But the last year isn’t the point. If what I used to pay for a bag of groceries during the Trump administration was pretty stable at $65, let’s say, and that same bag costs me a bit more than $100 now, I sure do notice. As for the 2.7% increase, in the last year, not only is it on top of the earlier bigger jumps, but 2.7% of $100 every week adds up to about $10.80 per month or about $130 a year. That’s not nothing to those who live paycheck to paycheck.

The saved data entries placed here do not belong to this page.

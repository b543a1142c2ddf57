// This Source Code Form is subject to the terms of the Mozilla Public
// License, v. 2.0. If a copy of the MPL was not distributed with this
// file, You can obtain one at https://mozilla.org/MPL/2.0/.

//! Service-call dispatch.
//!
//! An `SVC` trap carries its module id in R6 and function id in R7, with
//! arguments in R0..R3. Results go back as a value in R0 and a status code
//! in R1 -- one convention for every module, built-in or external.
//!
//! With a couple of exceptions, built-in functions are implemented by
//! methods with the shape:
//!
//! ```ignore
//! fn svc_xxx(&mut self, pid: Pid, func: u32, args: [u32; 4])
//!     -> Result<SvcDone, SvcError>;
//! ```
//!
//! A `SvcDone::Result` is written into the caller's registers by the common
//! wrapper; `Parked` and `Stopped` mean the handler already moved the task
//! out of RUNNING and results (if any) will be delivered at wake.
//! `SvcError::Recoverable` becomes a status in R1; `SvcError::Fatal` faults
//! the task. Unknown modules and functions report `ENOSYS`, except for the
//! explicitly reserved Memory module, whose semantics are deliberately left
//! undefined and therefore also report `ENOSYS`.
//!
//! External modules (String, Math, Value, Command, and anything
//! vendor-specific) attach through the [`Service`] trait; that is the hook
//! hardware drivers plug into.

use core::convert::TryFrom;

use hsx_abi::{
    isa, Code, HandleId, MailboxFn, MailboxMode, OpenFlags, Pid, SchedState, StateKind,
    SvcModule, TaskFn, TimerFn, UsageError,
};

use crate::err::SvcError;
use crate::exec::Executive;
use crate::mem::TaskMemory;
use crate::task::PendingRecv;
use crate::time::WaitTag;

/// An externally registered service module.
///
/// The engine marshals the designated registers and hands the handler
/// validated access to the calling task's memory; the handler returns the
/// value/status pair for R0/R1.
pub trait Service {
    fn call(&mut self, cx: SvcContext<'_>) -> (u32, Code);
}

/// What an external service sees of one call.
pub struct SvcContext<'a> {
    pub pid: Pid,
    pub func: u32,
    pub args: [u32; 4],
    pub mem: &'a mut TaskMemory,
}

/// How a built-in handler concluded.
pub(crate) enum SvcDone {
    /// Write `value` to R0 and `status` to R1; the task keeps running.
    Result { value: u32, status: Code },
    /// The task was parked (wait state); results arrive at wake.
    Parked,
    /// The task reached a terminal state.
    Stopped,
}

fn ok(value: u32) -> Result<SvcDone, SvcError> {
    Ok(SvcDone::Result {
        value,
        status: Code::Ok,
    })
}

impl Executive {
    /// Entry point from the decoder's `SvcRequested` trap. The caller's
    /// window is active and its PC is already past the SVC.
    pub(crate) fn handle_svc(&mut self, pid: Pid) {
        let module = self.regs.gpr(isa::REG_SVC_MODULE);
        let func = self.regs.gpr(isa::REG_SVC_FN);
        let args = [
            self.regs.gpr(0),
            self.regs.gpr(1),
            self.regs.gpr(2),
            self.regs.gpr(3),
        ];

        let result = match SvcModule::try_from(module) {
            Ok(SvcModule::Task) => self.svc_task(pid, func, args),
            Ok(SvcModule::Timer) => self.svc_timer(pid, func, args),
            Ok(SvcModule::Mailbox) => {
                self.counters.mailbox_step += 1;
                self.svc_mailbox(pid, func, args)
            }
            // Reserved: heap semantics are deliberately not defined.
            Ok(SvcModule::Memory) => Err(SvcError::Recoverable(Code::Enosys)),
            Ok(_) => self.svc_external(pid, module, func, args),
            Err(()) => Err(SvcError::Recoverable(Code::Enosys)),
        };

        match result {
            Ok(SvcDone::Result { value, status }) => {
                self.regs.set_gpr(0, value);
                self.regs.set_gpr(1, status as u32);
            }
            Ok(SvcDone::Parked) | Ok(SvcDone::Stopped) => {}
            Err(SvcError::Recoverable(status)) => {
                self.regs.set_gpr(0, 0);
                self.regs.set_gpr(1, status as u32);
            }
            Err(SvcError::Fatal(fault)) => self.force_fault(pid, fault),
        }
    }

    fn svc_task(&mut self, pid: Pid, func: u32, args: [u32; 4]) -> Result<SvcDone, SvcError> {
        match TaskFn::try_from(func).map_err(|()| SvcError::Recoverable(Code::Enosys))? {
            TaskFn::Exit => {
                let t = self.tasks.get_mut(&pid).unwrap();
                t.exit_code = Some(args[0]);
                t.set_healthy(SchedState::Stopped);
                self.publish_task_state(pid, StateKind::Stopped, Code::Ok);
                self.drop_current(pid);
                Ok(SvcDone::Stopped)
            }
            TaskFn::Yield => {
                self.quantum_left = 0;
                ok(0)
            }
            TaskFn::CurrentPid => ok(pid.0),
        }
    }

    fn svc_timer(&mut self, pid: Pid, func: u32, args: [u32; 4]) -> Result<SvcDone, SvcError> {
        match TimerFn::try_from(func).map_err(|()| SvcError::Recoverable(Code::Enosys))? {
            TimerFn::Sleep => {
                let ticks = u64::from(args[0]);
                if ticks == 0 {
                    return ok(0);
                }
                let deadline = self.clock.now.plus(ticks);
                // Results for the resumed task are fixed now; the wake path
                // only flips the state back.
                self.regs.set_gpr(0, 0);
                self.regs.set_gpr(1, Code::Ok as u32);
                let t = self.tasks.get_mut(&pid).unwrap();
                t.set_healthy(SchedState::InTimerWait { deadline });
                self.timers.insert(deadline, pid, WaitTag::Sleep);
                self.publish_task_state(pid, StateKind::WaitTimer, Code::Ok);
                self.drop_current(pid);
                Ok(SvcDone::Parked)
            }
            TimerFn::Ticks => {
                let now = u64::from(self.clock.now);
                // Low half in R0, high half in R2.
                self.regs.set_gpr(2, (now >> 32) as u32);
                ok(now as u32)
            }
        }
    }

    fn svc_mailbox(&mut self, pid: Pid, func: u32, args: [u32; 4]) -> Result<SvcDone, SvcError> {
        let func = MailboxFn::try_from(func).map_err(|()| SvcError::Recoverable(Code::Enosys))?;
        match func {
            MailboxFn::Bind => {
                let target = self.read_name(pid, args[0], args[1])?;
                let capacity = if args[2] == 0 { None } else { Some(args[2]) };
                let mode =
                    MailboxMode::from_bits(args[3]).ok_or(SvcError::Recoverable(Code::BadState))?;
                let handle = self.mailboxes.bind(
                    &mut self.bus,
                    self.clock.now,
                    pid,
                    &target,
                    capacity,
                    mode,
                )?;
                ok(handle.0)
            }
            MailboxFn::Open => {
                let target = self.read_name(pid, args[0], args[1])?;
                let flags =
                    OpenFlags::from_bits(args[2]).ok_or(SvcError::Recoverable(Code::BadState))?;
                let handle = self.mailboxes.open(pid, &target, flags)?;
                ok(handle.0)
            }
            MailboxFn::Tap => {
                let target = self.read_name(pid, args[0], args[1])?;
                let hint = if args[2] == 0 { None } else { Some(args[2]) };
                let handle = self.mailboxes.tap(pid, &target, hint)?;
                ok(handle.0)
            }
            MailboxFn::Send => {
                let handle = self.own_handle(pid, args[0])?;
                let bytes = {
                    let t = self.tasks.get(&pid).unwrap();
                    t.mem
                        .read_bytes(args[1], args[2])
                        .map_err(|_| UsageError::InvalidSlice)?
                };
                let out = self
                    .mailboxes
                    .send(&mut self.bus, self.clock.now, handle, bytes, Some(pid));
                self.apply_wakers(out.wakers);
                Ok(SvcDone::Result {
                    value: out.seq as u32,
                    status: out.status,
                })
            }
            MailboxFn::Recv => {
                let handle = self.own_handle(pid, args[0])?;
                let (buf_ptr, buf_cap) = (args[1], args[2]);
                let timeout = args[3] as i32;
                if let Some(msg) =
                    self.mailboxes
                        .recv_poll(&mut self.bus, self.clock.now, handle)?
                {
                    let n = msg.bytes.len().min(buf_cap as usize);
                    let t = self.tasks.get_mut(&pid).unwrap();
                    t.mem
                        .write_bytes(buf_ptr, &msg.bytes[..n])
                        .map_err(|_| UsageError::InvalidSlice)?;
                    return ok(n as u32);
                }
                if timeout == 0 {
                    return Err(SvcError::Recoverable(Code::WouldBlock));
                }
                let deadline = if timeout < 0 {
                    None
                } else {
                    Some(self.clock.now.plus(timeout as u64))
                };
                let t = self.tasks.get_mut(&pid).unwrap();
                t.pending_recv = Some(PendingRecv {
                    handle,
                    buf_ptr,
                    buf_cap,
                });
                t.set_healthy(SchedState::InMailboxWait { handle, deadline });
                self.mailboxes
                    .enqueue_waiter(&mut self.bus, self.clock.now, handle);
                if let Some(d) = deadline {
                    self.timers.insert(d, pid, WaitTag::Mailbox { handle });
                }
                self.publish_task_state(pid, StateKind::WaitMbx, Code::Ok);
                self.drop_current(pid);
                Ok(SvcDone::Parked)
            }
            MailboxFn::Peek => {
                let handle = self.own_handle(pid, args[0])?;
                match self.mailboxes.peek(handle)? {
                    Some(msg) => ok(msg.bytes.len() as u32),
                    None => Err(SvcError::Recoverable(Code::WouldBlock)),
                }
            }
            MailboxFn::Close => {
                let handle = self.own_handle(pid, args[0])?;
                match self.mailboxes.close(handle) {
                    Code::Ok => ok(0),
                    status => Err(SvcError::Recoverable(status)),
                }
            }
        }
    }

    fn svc_external(
        &mut self,
        pid: Pid,
        module: u32,
        func: u32,
        args: [u32; 4],
    ) -> Result<SvcDone, SvcError> {
        let Some(service) = self.services.get_mut(&module) else {
            return Err(SvcError::Recoverable(Code::Enosys));
        };
        let t = self.tasks.get_mut(&pid).unwrap();
        let (value, status) = service.call(SvcContext {
            pid,
            func,
            args,
            mem: &mut t.mem,
        });
        Ok(SvcDone::Result { value, status })
    }

    /// Reads a UTF-8 name argument out of the caller's memory. A bad slice
    /// or bad encoding is a malfunction, not a recoverable status.
    fn read_name(&self, pid: Pid, ptr: u32, len: u32) -> Result<String, SvcError> {
        let t = self.tasks.get(&pid).unwrap();
        let bytes = t
            .mem
            .read_bytes(ptr, len)
            .map_err(|_| UsageError::InvalidSlice)?;
        String::from_utf8(bytes).map_err(|_| UsageError::BadName.into())
    }

    /// Resolves a handle argument, refusing handles that belong to someone
    /// else: a handle id is a capability only in its owner's hands.
    fn own_handle(&self, pid: Pid, raw: u32) -> Result<HandleId, SvcError> {
        let handle = HandleId(raw);
        match self.mailboxes.handle_owner(handle) {
            Some(owner) if owner == pid => Ok(handle),
            _ => Err(SvcError::Recoverable(Code::BadHandle)),
        }
    }
}
// This Source Code Form is subject to the terms of the Mozilla Public
// License, v. 2.0. If a copy of the MPL was not distributed with this
// file, You can obtain one at https://mozilla.org/MPL/2.0/.

//! HSX runtime ABI definitions, shared between the engine and its clients.
//!
//! Everything a debugger front-end, an assembler, or a driver crate needs to
//! interoperate with the executive lives here: pids and priorities, the task
//! state machine, fault records, the status-code taxonomy, the processor
//! status word, the instruction set (see [`isa`]), the HXE image header and
//! manifest, service-call numbering, and the event vocabulary.
//!
//! The engine itself lives in `hsx-kern`; this crate deliberately contains no
//! behavior beyond encoding, decoding, and small classification helpers, so
//! that tools can depend on it without pulling in the runtime.

use byteorder::{ByteOrder, LittleEndian};
use serde::{Deserialize, Serialize};

pub mod isa;

/// Names a task for its entire life. Pids are handed out by the executive in
/// increasing order and are never reused, so a stale pid held by a debugger
/// can only ever name the task it was issued for (or nothing).
#[derive(
    Copy, Clone, Debug, Eq, PartialEq, Ord, PartialOrd, Hash, Serialize, Deserialize,
)]
#[repr(transparent)]
pub struct Pid(pub u32);

impl core::fmt::Display for Pid {
    fn fmt(&self, f: &mut core::fmt::Formatter<'_>) -> core::fmt::Result {
        write!(f, "pid:{}", self.0)
    }
}

/// Indicates priority of a task.
///
/// Priorities are small numbers; numerically *higher* priorities are more
/// important and preempt equal-or-lower ones at quantum boundaries.
///
/// Note that this type *deliberately* does not implement `PartialOrd`/`Ord`,
/// to keep us from confusing ourselves on whether `>` means more important or
/// less important.
#[derive(Copy, Clone, Debug, Eq, PartialEq, Default, Serialize, Deserialize)]
#[repr(transparent)]
pub struct Priority(pub u8);

impl Priority {
    /// Checks if `self` is strictly more important than `other`.
    pub fn is_more_important_than(self, other: Self) -> bool {
        self.0 > other.0
    }
}

/// Engine timestamp, measured in clock ticks. One tick is one instruction
/// step; hosts that want wall-clock pacing map ticks to time outside the
/// engine.
#[derive(
    Copy, Clone, Debug, Eq, PartialEq, Ord, PartialOrd, Default, Serialize, Deserialize,
)]
#[repr(transparent)]
pub struct Timestamp(u64);

impl Timestamp {
    pub const ZERO: Self = Self(0);

    /// Returns the deadline `ticks` after `self`, saturating at the end of
    /// time rather than wrapping.
    pub fn plus(self, ticks: u64) -> Self {
        Self(self.0.saturating_add(ticks))
    }
}

impl From<u64> for Timestamp {
    fn from(v: u64) -> Self {
        Timestamp(v)
    }
}

impl From<Timestamp> for u64 {
    fn from(v: Timestamp) -> Self {
        v.0
    }
}

/// A per-task view onto a mailbox descriptor. Handles are issued by the
/// mailbox manager and are only meaningful to the task (or host client) they
/// were issued to.
#[derive(
    Copy, Clone, Debug, Eq, PartialEq, Ord, PartialOrd, Hash, Serialize, Deserialize,
)]
#[repr(transparent)]
pub struct HandleId(pub u32);

/// The uniform status-code taxonomy. Every public engine operation reports
/// failure through one of these, and SVC callers receive the same values in
/// R1; no error crosses a component boundary as anything else.
///
/// The numeric values are ABI: they are grouped by family (format, resource,
/// lifecycle, runtime, IPC, dispatch) with room left in each family.
#[derive(Copy, Clone, Debug, Eq, PartialEq, Hash, Serialize, Deserialize)]
#[repr(u32)]
pub enum Code {
    Ok = 0,

    // Image format.
    BadMagic = 0x10,
    BadVersion = 0x11,
    BadCrc = 0x12,
    Truncated = 0x13,
    ManifestInvalid = 0x14,
    CapsUnsupported = 0x15,
    MailboxCreationFailed = 0x16,

    // Resource exhaustion.
    NoSpace = 0x20,
    NoDescriptor = 0x21,
    Quota = 0x22,
    SessionOverflow = 0x23,

    // Lifecycle.
    NotFound = 0x30,
    Busy = 0x31,
    BadState = 0x32,

    // Runtime traps.
    IllegalOpcode = 0x40,
    MemoryFault = 0x41,
    DivZero = 0x42,
    IntOverflow = 0x43,
    Breakpoint = 0x44,

    // IPC.
    BadHandle = 0x50,
    WouldBlock = 0x51,
    Timeout = 0x52,
    Overrun = 0x53,

    // Dispatch.
    Enosys = 0x60,
}

impl Code {
    pub fn is_ok(self) -> bool {
        self == Code::Ok
    }
}

impl From<Code> for u32 {
    fn from(c: Code) -> u32 {
        c as u32
    }
}

impl core::convert::TryFrom<u32> for Code {
    type Error = ();

    fn try_from(x: u32) -> Result<Self, Self::Error> {
        match x {
            0 => Ok(Self::Ok),
            0x10 => Ok(Self::BadMagic),
            0x11 => Ok(Self::BadVersion),
            0x12 => Ok(Self::BadCrc),
            0x13 => Ok(Self::Truncated),
            0x14 => Ok(Self::ManifestInvalid),
            0x15 => Ok(Self::CapsUnsupported),
            0x16 => Ok(Self::MailboxCreationFailed),
            0x20 => Ok(Self::NoSpace),
            0x21 => Ok(Self::NoDescriptor),
            0x22 => Ok(Self::Quota),
            0x23 => Ok(Self::SessionOverflow),
            0x30 => Ok(Self::NotFound),
            0x31 => Ok(Self::Busy),
            0x32 => Ok(Self::BadState),
            0x40 => Ok(Self::IllegalOpcode),
            0x41 => Ok(Self::MemoryFault),
            0x42 => Ok(Self::DivZero),
            0x43 => Ok(Self::IntOverflow),
            0x44 => Ok(Self::Breakpoint),
            0x50 => Ok(Self::BadHandle),
            0x51 => Ok(Self::WouldBlock),
            0x52 => Ok(Self::Timeout),
            0x53 => Ok(Self::Overrun),
            0x60 => Ok(Self::Enosys),
            _ => Err(()),
        }
    }
}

And people with families pay much more than $100 a week on groceries.

Ed Morrissey

This is a problem when getting tunnel vision on numbers at the expense of understanding the full context of the data. Biden's media apologists compare 9% inflation at times in 2021-2 to 3.4% inflation now and claim the problem is solved and the critics are just being picky. But inflation compounds, which means that the 3.4% now is the increase from 2023's inflated prices, which was based on 2022's even more inflated prices, and so on. The rate of inflation may have slowed, but it's still going up, and the rate is itself a measure based on earlier rates of inflation.

Voters and consumers instinctively grasp this. Over the last four years, grocery prices went up 30% or more. Those prices are still up and they're going even higher, only less quickly. Inflation is not "functionally over," and it's not even abated yet.